(Data excerpts begins)

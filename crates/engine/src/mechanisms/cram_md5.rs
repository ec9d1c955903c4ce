// SPDX-License-Identifier: BUSL-1.1
// Copyright (c) 2026 Alfred Jean LLC

//! CRAM-MD5 (RFC 2195): server sends a challenge, client replies with
//! `user hex(hmac-md5(password, challenge))`. This mechanism never sees the
//! password; it hands the challenge and digest to the request handler,
//! which looks up the stored credential from the passdb and recomputes the
//! HMAC itself (spec.md §8's worked example).

use hmac::{Hmac, Mac};
use md5::Md5;
use rand::RngCore;

use authd_core::MechFlags;

use super::{AuthMethod, MechOutcome, MechStepResult, Mechanism, MechanismState};

type HmacMd5 = Hmac<Md5>;

pub struct CramMd5;

impl Mechanism for CramMd5 {
    fn name(&self) -> &'static str {
        "CRAM-MD5"
    }

    fn flags(&self) -> MechFlags {
        MechFlags::NONE
    }

    fn create(&self) -> Box<dyn MechanismState> {
        Box::new(CramMd5State::Start)
    }
}

enum CramMd5State {
    Start,
    AwaitingResponse { challenge: Vec<u8> },
    Done,
}

fn make_challenge() -> Vec<u8> {
    let mut nonce = [0u8; 16];
    rand::thread_rng().fill_bytes(&mut nonce);
    let hostname = std::env::var("HOSTNAME").unwrap_or_else(|_| "authd".to_string());
    format!("<{}@{}>", hex::encode(nonce), hostname).into_bytes()
}

impl MechanismState for CramMd5State {
    fn step(&mut self, client_bytes: &[u8]) -> MechStepResult {
        match std::mem::replace(self, CramMd5State::Done) {
            CramMd5State::Start => {
                if !client_bytes.is_empty() {
                    return MechStepResult::Done(MechOutcome::Failure);
                }
                let challenge = make_challenge();
                let reply = challenge.clone();
                *self = CramMd5State::AwaitingResponse { challenge };
                MechStepResult::Continue(reply)
            }
            CramMd5State::AwaitingResponse { challenge } => {
                let response = match std::str::from_utf8(client_bytes) {
                    Ok(s) => s,
                    Err(_) => return MechStepResult::Done(MechOutcome::Failure),
                };
                let (username, digest_hex) = match response.rsplit_once(' ') {
                    Some(pair) => pair,
                    None => return MechStepResult::Done(MechOutcome::Failure),
                };
                let digest = match hex::decode(digest_hex) {
                    Ok(bytes) => bytes,
                    Err(_) => return MechStepResult::Done(MechOutcome::Failure),
                };
                MechStepResult::Done(MechOutcome::Authenticate {
                    authzid: username.to_string(),
                    authcid: username.to_string(),
                    method: AuthMethod::Response { challenge, digest },
                })
            }
            CramMd5State::Done => MechStepResult::Done(MechOutcome::Failure),
        }
    }
}

/// Recomputes the expected digest for a stored plaintext-equivalent
/// password; used by the request handler, not by the mechanism itself.
#[allow(clippy::expect_used)]
pub fn expected_digest(password: &str, challenge: &[u8]) -> Vec<u8> {
    // HmacMd5::new_from_slice rejects no key length; the Result is infallible.
    let mut mac = HmacMd5::new_from_slice(password.as_bytes()).expect("hmac-md5 accepts any key length");
    mac.update(challenge);
    mac.finalize().into_bytes().to_vec()
}

mod hex {
    pub fn encode(bytes: impl AsRef<[u8]>) -> String {
        bytes.as_ref().iter().map(|b| format!("{b:02x}")).collect()
    }

    pub fn decode(s: &str) -> Result<Vec<u8>, ()> {
        if s.len() % 2 != 0 {
            return Err(());
        }
        (0..s.len())
            .step_by(2)
            .map(|i| u8::from_str_radix(&s[i..i + 2], 16).map_err(|_| ()))
            .collect()
    }
}

#[cfg(test)]
mod tests {
    use super::*;

    #[test]
    fn challenge_then_response_round_trip() {
        let mut state = CramMd5State::Start;
        let challenge = match state.step(b"") {
            MechStepResult::Continue(bytes) => bytes,
            _ => panic!("expected a challenge"),
        };
        let digest = expected_digest("secret", &challenge);
        let response = format!("alice {}", hex::encode(&digest));
        match state.step(response.as_bytes()) {
            MechStepResult::Done(MechOutcome::Authenticate { authcid, method, .. }) => {
                assert_eq!(authcid, "alice");
                match method {
                    AuthMethod::Response { digest: got, challenge: got_challenge } => {
                        assert_eq!(got, digest);
                        assert_eq!(got_challenge, challenge);
                    }
                    _ => panic!("expected Response method"),
                }
            }
            _ => panic!("expected Authenticate outcome"),
        }
    }

    #[test]
    fn initial_client_bytes_must_be_empty() {
        let mut state = CramMd5State::Start;
        assert!(matches!(state.step(b"garbage"), MechStepResult::Done(MechOutcome::Failure)));
    }

    #[test]
    fn malformed_response_fails() {
        let mut state = CramMd5State::AwaitingResponse { challenge: vec![1, 2, 3] };
        assert!(matches!(state.step(b"no-space-separator"), MechStepResult::Done(MechOutcome::Failure)));
    }
}
// SPDX-License-Identifier: BUSL-1.1
// Copyright (c) 2026 Alfred Jean LLC

//! Error layers for the engine crate, one enum per concern (spec.md §7).

use thiserror::Error;

#[derive(Debug, Error)]
pub enum MechanismError {
    #[error("unknown mechanism {0:?}")]
    UnknownMechanism(String),

    #[error("protocol violation in mechanism {mechanism}: {detail}")]
    ProtocolViolation { mechanism: &'static str, detail: String },

    #[error("mechanism {0} not implemented")]
    NotImplemented(&'static str),
}

#[derive(Debug, Error)]
pub enum PassdbError {
    #[error("passdb i/o error: {0}")]
    Io(#[from] std::io::Error),

    #[error("worker dispatch failed: {0}")]
    Worker(#[from] authd_workers::WorkerError),

    #[error("passdb temporarily unavailable: {0}")]
    Tempfail(String),
}

/// Internal invariant violations are fatal per spec.md §7: the top-level
/// `main` logs this and turns it into a `panic!`, which is why
/// `clippy::panic` is allowed only at that one call site.
#[derive(Debug, Error)]
#[error("internal invariant violated: {0}")]
pub struct InvariantError(pub String);

#[derive(Debug, Error)]
pub enum RuntimeError {
    #[error(transparent)]
    Mechanism(#[from] MechanismError),

    #[error(transparent)]
    Passdb(#[from] PassdbError),

    #[error(transparent)]
    Protocol(#[from] authd_wire::ProtocolError),

    #[error(transparent)]
    Invariant(#[from] InvariantError),
}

(Data excerpts ends)

(Exercise): Find "PassdbError" in the data above. Report each line where it appears.

(Task output):
pub enum PassdbError {
    Passdb(#[from] PassdbError),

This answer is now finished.